• WORK TASK: For the word "text", state how many lines of the data include it. Respond with the number only.

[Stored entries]
----------------------------------------

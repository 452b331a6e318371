// tests/common/mod.rs
// Shared fakes for integration tests: a scripted mirror and a recording alert sink.
#![allow(dead_code)]

use async_trait::async_trait;
use chrono::{DateTime, Duration, TimeZone, Utc};
use parking_lot::Mutex;
use std::collections::{HashMap, VecDeque};
use std::sync::Arc;

use trench_scan::config::ScanConfig;
use trench_scan::ingest::types::{MirrorClient, MirrorError, Post};
use trench_scan::{AlertEvent, AlertSink};

pub fn t0() -> DateTime<Utc> {
    Utc.with_ymd_and_hms(2025, 3, 1, 12, 0, 0).unwrap()
}

pub fn post(id: &str, text: &str, at: DateTime<Utc>) -> Post {
    Post {
        id: id.to_string(),
        author: format!("user_{id}"),
        text: text.to_string(),
        url: Some(format!("https://nitter.example/user_{id}/status/{id}")),
        created_at: at,
        fetched_at: at,
    }
}

/// How a scripted mirror answers one call.
#[derive(Clone, Debug)]
pub enum Reply {
    Posts(Vec<Post>),
    Transient,
    Structural,
    /// Never answers; the fetcher's timeout has to fire.
    Hang,
}

/// Mirror fake: per-endpoint queue of replies, then a fallback reply.
#[derive(Default)]
pub struct ScriptedMirror {
    queued: Mutex<HashMap<String, VecDeque<Reply>>>,
    fallback: Mutex<HashMap<String, Reply>>,
    calls: Mutex<Vec<(String, String)>>,
}

impl ScriptedMirror {
    pub fn new() -> Arc<Self> {
        Arc::new(Self::default())
    }

    /// Every call to `url` answers `reply` (after any queued replies).
    pub fn always(&self, url: &str, reply: Reply) {
        self.fallback.lock().insert(url.to_string(), reply);
    }

    pub fn then(&self, url: &str, reply: Reply) {
        self.queued
            .lock()
            .entry(url.to_string())
            .or_default()
            .push_back(reply);
    }

    /// (endpoint, query) in call order.
    pub fn calls(&self) -> Vec<(String, String)> {
        self.calls.lock().clone()
    }

    pub fn endpoints_called(&self) -> Vec<String> {
        self.calls().into_iter().map(|(u, _)| u).collect()
    }
}

#[async_trait]
impl MirrorClient for ScriptedMirror {
    async fn search(&self, base_url: &str, query: &str) -> Result<Vec<Post>, MirrorError> {
        self.calls
            .lock()
            .push((base_url.to_string(), query.to_string()));
        let reply = {
            let next = self
                .queued
                .lock()
                .get_mut(base_url)
                .and_then(|q| q.pop_front());
            next.or_else(|| self.fallback.lock().get(base_url).cloned())
                .unwrap_or(Reply::Transient)
        };
        match reply {
            Reply::Posts(p) => Ok(p),
            Reply::Transient => Err(MirrorError::Transient("http 429".into())),
            Reply::Structural => Err(MirrorError::Structural("not a feed".into())),
            Reply::Hang => {
                tokio::time::sleep(std::time::Duration::from_secs(3600)).await;
                Err(MirrorError::Transient("hung".into()))
            }
        }
    }

    fn name(&self) -> &'static str {
        "scripted"
    }
}

#[derive(Default)]
pub struct RecordingSink {
    pub alerts: Mutex<Vec<AlertEvent>>,
}

impl RecordingSink {
    pub fn new() -> Arc<Self> {
        Arc::new(Self::default())
    }

    pub fn tickers(&self) -> Vec<String> {
        self.alerts.lock().iter().map(|a| a.ticker.clone()).collect()
    }
}

#[async_trait]
impl AlertSink for RecordingSink {
    async fn send(&self, alert: &AlertEvent) -> anyhow::Result<()> {
        self.alerts.lock().push(alert.clone());
        Ok(())
    }

    fn name(&self) -> &'static str {
        "recording"
    }
}

/// Small deterministic config: 3 mirrors, one query, no delays, 1h buckets.
pub fn test_config() -> ScanConfig {
    let mut cfg = ScanConfig::default();
    cfg.sources.endpoints = vec![
        "https://m1.example".into(),
        "https://m2.example".into(),
        "https://m3.example".into(),
    ];
    cfg.sources.degrade_after = 2;
    cfg.sources.ban_cooldown_secs = 600;
    cfg.scan.queries = vec!["memecoin".into()];
    cfg.scan.initial_lookback_secs = 48 * 3600;
    cfg.fetch.base_delay_ms = 0;
    cfg.fetch.max_delay_ms = 0;
    cfg.fetch.jitter = 0.0;
    cfg.fetch.rate_interval_ms = 0;
    cfg.fetch.timeout_secs = 5;
    cfg.trending.bucket_secs = 3600;
    cfg.trending.current_buckets = 1;
    cfg.trending.baseline_buckets = 23;
    cfg.trending.baseline_floor = 1.0;
    cfg.trending.min_mentions = 5;
    cfg.trending.velocity_threshold = 5.0;
    cfg.extract.spam_similarity = 1.0;
    cfg
}

/// `n` posts mentioning `$ticker`, ids `{tag}-{i}`, one second apart from `at`.
pub fn burst(ticker: &str, tag: &str, n: usize, at: DateTime<Utc>) -> Vec<Post> {
    (0..n)
        .map(|i| {
            post(
                &format!("{tag}-{i}"),
                &format!("${ticker} call #{i} from {tag}"),
                at + Duration::seconds(i as i64),
            )
        })
        .collect()
}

----------------------------------------

• ANSWER SECTION: 2